_RECORDED DATA_
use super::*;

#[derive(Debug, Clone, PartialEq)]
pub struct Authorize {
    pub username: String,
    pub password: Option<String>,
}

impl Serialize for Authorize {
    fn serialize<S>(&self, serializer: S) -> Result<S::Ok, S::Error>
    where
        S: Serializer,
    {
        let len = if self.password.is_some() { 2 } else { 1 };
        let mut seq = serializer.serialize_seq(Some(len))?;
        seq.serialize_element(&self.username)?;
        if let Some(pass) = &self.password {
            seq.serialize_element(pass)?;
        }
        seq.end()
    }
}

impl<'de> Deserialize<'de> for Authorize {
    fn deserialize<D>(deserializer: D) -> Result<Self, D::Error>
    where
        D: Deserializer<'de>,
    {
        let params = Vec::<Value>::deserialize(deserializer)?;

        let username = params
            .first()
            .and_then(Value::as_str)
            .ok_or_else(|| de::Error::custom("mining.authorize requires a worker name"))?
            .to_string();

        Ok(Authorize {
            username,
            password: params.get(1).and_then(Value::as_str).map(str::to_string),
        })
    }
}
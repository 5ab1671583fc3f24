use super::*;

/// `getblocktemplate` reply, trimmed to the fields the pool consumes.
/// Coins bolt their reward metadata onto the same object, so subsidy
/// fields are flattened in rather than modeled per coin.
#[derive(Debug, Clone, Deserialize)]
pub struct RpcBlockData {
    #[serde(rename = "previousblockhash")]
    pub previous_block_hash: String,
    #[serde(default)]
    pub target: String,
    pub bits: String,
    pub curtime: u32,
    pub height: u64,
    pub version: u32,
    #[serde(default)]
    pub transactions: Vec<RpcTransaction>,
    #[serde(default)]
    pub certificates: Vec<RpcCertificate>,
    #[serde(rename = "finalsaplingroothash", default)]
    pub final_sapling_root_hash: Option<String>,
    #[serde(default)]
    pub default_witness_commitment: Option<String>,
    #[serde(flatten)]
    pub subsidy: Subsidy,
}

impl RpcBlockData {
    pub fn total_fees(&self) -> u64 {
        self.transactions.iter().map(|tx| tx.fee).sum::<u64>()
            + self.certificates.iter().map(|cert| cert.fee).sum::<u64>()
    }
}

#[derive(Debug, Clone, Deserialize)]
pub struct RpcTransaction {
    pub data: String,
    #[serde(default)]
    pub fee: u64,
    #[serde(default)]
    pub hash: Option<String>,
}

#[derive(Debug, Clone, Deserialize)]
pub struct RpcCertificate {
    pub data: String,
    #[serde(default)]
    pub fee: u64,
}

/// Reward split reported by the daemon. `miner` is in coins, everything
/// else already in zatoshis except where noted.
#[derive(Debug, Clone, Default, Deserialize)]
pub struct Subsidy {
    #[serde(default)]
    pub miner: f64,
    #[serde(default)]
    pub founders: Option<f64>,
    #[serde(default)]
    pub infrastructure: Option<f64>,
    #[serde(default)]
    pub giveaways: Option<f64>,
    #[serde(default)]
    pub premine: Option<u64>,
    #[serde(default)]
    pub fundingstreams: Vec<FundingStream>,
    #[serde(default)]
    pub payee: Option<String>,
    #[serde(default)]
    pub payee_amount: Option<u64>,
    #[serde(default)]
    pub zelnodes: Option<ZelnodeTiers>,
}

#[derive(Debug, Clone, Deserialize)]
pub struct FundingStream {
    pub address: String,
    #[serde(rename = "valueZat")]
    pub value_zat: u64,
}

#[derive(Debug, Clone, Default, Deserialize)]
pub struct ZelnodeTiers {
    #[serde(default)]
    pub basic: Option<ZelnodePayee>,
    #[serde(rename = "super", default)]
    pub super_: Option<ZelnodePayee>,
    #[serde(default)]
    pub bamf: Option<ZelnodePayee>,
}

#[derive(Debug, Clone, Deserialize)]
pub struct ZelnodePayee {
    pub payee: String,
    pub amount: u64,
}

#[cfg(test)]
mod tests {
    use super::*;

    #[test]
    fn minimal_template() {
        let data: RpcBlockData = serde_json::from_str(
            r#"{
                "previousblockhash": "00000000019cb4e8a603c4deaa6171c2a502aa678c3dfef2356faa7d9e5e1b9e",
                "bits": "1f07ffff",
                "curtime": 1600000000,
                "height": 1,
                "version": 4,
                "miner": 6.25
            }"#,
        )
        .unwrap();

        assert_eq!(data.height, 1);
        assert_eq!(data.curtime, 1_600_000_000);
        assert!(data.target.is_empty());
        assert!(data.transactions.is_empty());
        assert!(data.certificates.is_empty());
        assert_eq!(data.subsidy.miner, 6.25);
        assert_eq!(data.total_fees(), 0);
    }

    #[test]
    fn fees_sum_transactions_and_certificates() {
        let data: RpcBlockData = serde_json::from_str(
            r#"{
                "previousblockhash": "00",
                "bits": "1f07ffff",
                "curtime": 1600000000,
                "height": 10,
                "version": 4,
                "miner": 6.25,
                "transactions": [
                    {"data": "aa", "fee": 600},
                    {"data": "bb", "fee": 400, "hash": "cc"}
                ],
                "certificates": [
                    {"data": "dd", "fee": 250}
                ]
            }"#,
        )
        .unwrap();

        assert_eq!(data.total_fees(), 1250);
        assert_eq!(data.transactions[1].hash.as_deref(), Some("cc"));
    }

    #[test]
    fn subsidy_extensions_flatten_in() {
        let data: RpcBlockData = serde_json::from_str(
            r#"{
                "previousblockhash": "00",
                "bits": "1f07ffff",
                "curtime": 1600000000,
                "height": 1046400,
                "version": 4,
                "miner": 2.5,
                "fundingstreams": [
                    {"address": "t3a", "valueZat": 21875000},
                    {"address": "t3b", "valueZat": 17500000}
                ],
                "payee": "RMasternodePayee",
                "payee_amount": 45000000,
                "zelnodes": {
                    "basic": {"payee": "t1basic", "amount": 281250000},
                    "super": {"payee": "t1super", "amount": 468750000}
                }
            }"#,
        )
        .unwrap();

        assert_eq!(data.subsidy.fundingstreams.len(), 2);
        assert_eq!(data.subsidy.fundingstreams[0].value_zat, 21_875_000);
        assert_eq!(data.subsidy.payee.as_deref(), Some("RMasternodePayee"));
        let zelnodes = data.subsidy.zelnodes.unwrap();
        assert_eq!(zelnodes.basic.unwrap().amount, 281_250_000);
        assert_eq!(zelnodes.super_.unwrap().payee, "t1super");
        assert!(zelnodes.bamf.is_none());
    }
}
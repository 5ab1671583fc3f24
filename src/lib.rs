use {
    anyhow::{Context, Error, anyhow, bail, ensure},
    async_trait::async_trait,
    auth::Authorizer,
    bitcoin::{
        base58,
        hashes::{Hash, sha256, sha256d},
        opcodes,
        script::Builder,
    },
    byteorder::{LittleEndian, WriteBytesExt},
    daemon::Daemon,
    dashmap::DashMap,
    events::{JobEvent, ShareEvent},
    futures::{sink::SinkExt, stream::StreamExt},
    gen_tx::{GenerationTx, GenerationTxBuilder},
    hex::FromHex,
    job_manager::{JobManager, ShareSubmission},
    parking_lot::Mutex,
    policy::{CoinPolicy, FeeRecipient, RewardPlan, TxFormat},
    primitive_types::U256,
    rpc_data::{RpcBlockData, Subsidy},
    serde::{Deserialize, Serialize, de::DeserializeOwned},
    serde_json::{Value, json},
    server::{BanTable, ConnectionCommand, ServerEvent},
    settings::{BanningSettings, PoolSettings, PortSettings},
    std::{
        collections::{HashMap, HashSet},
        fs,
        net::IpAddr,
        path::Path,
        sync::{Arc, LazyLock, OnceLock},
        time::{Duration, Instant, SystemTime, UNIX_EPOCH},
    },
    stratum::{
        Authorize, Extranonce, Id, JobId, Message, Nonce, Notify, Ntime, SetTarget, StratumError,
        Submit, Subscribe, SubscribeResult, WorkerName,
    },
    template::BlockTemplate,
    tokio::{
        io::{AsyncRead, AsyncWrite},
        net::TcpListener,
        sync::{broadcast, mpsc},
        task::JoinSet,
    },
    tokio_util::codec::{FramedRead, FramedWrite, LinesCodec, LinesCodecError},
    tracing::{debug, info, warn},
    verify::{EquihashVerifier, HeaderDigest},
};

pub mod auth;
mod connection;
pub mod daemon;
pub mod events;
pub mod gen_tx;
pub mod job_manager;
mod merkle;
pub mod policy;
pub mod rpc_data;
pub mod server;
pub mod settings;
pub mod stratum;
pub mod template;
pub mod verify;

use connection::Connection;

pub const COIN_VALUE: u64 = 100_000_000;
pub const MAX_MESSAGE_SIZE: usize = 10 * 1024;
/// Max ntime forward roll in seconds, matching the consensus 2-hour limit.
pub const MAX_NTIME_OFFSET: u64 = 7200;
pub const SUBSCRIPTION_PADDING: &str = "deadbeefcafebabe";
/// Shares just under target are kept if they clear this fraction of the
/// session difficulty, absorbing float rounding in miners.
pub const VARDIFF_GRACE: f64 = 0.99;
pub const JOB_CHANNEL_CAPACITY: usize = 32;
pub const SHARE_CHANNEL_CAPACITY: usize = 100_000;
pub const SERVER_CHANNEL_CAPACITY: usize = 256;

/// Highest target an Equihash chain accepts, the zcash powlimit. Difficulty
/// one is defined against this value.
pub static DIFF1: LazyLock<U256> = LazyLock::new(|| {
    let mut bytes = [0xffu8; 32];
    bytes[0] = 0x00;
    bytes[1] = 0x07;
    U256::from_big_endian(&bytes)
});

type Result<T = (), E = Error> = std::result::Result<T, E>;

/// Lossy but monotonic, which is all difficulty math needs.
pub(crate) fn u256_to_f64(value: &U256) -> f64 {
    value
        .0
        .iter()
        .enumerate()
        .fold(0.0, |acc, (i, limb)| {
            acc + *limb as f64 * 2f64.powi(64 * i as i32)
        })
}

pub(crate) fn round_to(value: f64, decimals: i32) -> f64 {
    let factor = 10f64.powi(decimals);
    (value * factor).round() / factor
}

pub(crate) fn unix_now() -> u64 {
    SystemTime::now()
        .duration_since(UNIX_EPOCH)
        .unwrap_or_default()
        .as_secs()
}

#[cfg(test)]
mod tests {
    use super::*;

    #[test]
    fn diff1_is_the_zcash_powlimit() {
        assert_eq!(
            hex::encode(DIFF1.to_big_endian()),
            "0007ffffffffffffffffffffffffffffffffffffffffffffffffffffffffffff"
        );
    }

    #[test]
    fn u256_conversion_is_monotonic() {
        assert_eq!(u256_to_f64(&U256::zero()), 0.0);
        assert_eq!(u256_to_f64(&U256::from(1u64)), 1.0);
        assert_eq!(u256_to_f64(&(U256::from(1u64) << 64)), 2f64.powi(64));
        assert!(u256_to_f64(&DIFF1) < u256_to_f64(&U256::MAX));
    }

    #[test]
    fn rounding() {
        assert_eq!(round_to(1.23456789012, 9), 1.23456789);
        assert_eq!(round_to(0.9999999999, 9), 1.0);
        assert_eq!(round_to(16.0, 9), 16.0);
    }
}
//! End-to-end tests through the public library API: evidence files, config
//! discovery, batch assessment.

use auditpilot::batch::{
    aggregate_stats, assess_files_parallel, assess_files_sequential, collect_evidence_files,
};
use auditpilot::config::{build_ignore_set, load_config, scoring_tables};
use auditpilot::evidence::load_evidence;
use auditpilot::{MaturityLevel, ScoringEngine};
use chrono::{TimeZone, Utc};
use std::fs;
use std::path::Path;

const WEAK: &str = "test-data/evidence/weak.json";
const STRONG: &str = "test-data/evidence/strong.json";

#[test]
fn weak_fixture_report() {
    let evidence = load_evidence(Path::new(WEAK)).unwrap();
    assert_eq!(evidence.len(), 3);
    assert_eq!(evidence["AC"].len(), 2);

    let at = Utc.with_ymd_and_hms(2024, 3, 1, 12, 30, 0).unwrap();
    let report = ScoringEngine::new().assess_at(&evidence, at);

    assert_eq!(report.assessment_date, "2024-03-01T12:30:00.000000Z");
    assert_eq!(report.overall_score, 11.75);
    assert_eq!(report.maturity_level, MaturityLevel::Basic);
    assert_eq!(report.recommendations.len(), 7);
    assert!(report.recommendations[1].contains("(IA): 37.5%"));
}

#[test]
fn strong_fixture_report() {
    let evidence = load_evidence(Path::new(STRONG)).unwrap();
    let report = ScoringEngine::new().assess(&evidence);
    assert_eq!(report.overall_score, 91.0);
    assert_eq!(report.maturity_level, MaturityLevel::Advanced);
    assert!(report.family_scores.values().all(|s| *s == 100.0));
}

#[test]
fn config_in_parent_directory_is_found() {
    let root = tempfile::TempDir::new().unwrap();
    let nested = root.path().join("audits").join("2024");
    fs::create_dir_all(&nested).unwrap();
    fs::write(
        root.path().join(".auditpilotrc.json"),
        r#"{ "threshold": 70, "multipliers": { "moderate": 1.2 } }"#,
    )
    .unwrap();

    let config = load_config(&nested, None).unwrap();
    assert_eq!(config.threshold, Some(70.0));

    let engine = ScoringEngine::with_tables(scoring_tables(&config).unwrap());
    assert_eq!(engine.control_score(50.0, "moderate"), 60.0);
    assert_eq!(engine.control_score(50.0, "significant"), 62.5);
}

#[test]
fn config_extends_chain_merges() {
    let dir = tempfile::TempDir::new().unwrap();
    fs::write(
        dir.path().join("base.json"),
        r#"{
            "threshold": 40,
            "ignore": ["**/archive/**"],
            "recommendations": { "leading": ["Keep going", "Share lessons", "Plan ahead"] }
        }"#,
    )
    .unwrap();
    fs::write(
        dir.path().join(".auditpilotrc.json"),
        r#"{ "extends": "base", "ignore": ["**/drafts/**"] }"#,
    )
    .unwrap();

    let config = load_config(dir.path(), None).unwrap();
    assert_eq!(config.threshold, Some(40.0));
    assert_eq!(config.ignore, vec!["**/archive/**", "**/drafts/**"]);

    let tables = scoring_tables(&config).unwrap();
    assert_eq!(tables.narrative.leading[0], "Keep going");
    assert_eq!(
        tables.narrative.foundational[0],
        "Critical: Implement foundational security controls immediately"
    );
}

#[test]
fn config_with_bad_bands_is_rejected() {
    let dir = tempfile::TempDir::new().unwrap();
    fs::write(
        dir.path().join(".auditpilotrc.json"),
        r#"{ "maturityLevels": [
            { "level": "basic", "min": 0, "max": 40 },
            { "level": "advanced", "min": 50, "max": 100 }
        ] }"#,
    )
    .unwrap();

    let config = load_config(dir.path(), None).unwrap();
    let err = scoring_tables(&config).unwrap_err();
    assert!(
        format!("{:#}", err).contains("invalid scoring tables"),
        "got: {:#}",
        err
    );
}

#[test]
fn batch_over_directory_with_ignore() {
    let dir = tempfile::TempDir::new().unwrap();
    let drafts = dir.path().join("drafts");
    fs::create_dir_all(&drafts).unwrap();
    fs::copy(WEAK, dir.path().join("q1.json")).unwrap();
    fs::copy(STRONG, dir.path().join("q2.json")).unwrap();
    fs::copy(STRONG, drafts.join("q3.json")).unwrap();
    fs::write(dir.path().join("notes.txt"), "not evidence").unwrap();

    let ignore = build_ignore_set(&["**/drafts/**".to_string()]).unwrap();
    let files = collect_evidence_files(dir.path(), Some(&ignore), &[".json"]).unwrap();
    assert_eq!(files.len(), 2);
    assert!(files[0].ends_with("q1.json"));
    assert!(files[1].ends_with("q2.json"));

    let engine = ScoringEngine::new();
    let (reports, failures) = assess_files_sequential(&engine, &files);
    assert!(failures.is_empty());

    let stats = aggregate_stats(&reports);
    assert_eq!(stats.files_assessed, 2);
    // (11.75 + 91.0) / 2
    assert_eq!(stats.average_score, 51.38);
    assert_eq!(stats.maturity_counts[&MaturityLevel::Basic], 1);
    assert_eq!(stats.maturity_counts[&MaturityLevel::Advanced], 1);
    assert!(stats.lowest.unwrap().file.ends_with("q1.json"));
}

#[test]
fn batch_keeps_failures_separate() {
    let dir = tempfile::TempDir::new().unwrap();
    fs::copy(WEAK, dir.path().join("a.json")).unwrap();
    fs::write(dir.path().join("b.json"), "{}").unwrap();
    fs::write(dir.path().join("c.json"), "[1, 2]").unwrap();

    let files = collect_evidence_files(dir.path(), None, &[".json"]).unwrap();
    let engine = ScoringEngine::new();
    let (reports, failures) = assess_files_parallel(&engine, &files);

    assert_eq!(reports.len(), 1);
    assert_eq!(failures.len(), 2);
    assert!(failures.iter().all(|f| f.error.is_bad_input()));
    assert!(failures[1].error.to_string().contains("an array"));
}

_EXERCISE PROMPT_
Which of the lines above include the string "foundational"? Pick them out and copy them.

_ANSWER TO THIS TASK_
        tables.narrative.foundational[0],
        "Critical: Implement foundational security controls immediately"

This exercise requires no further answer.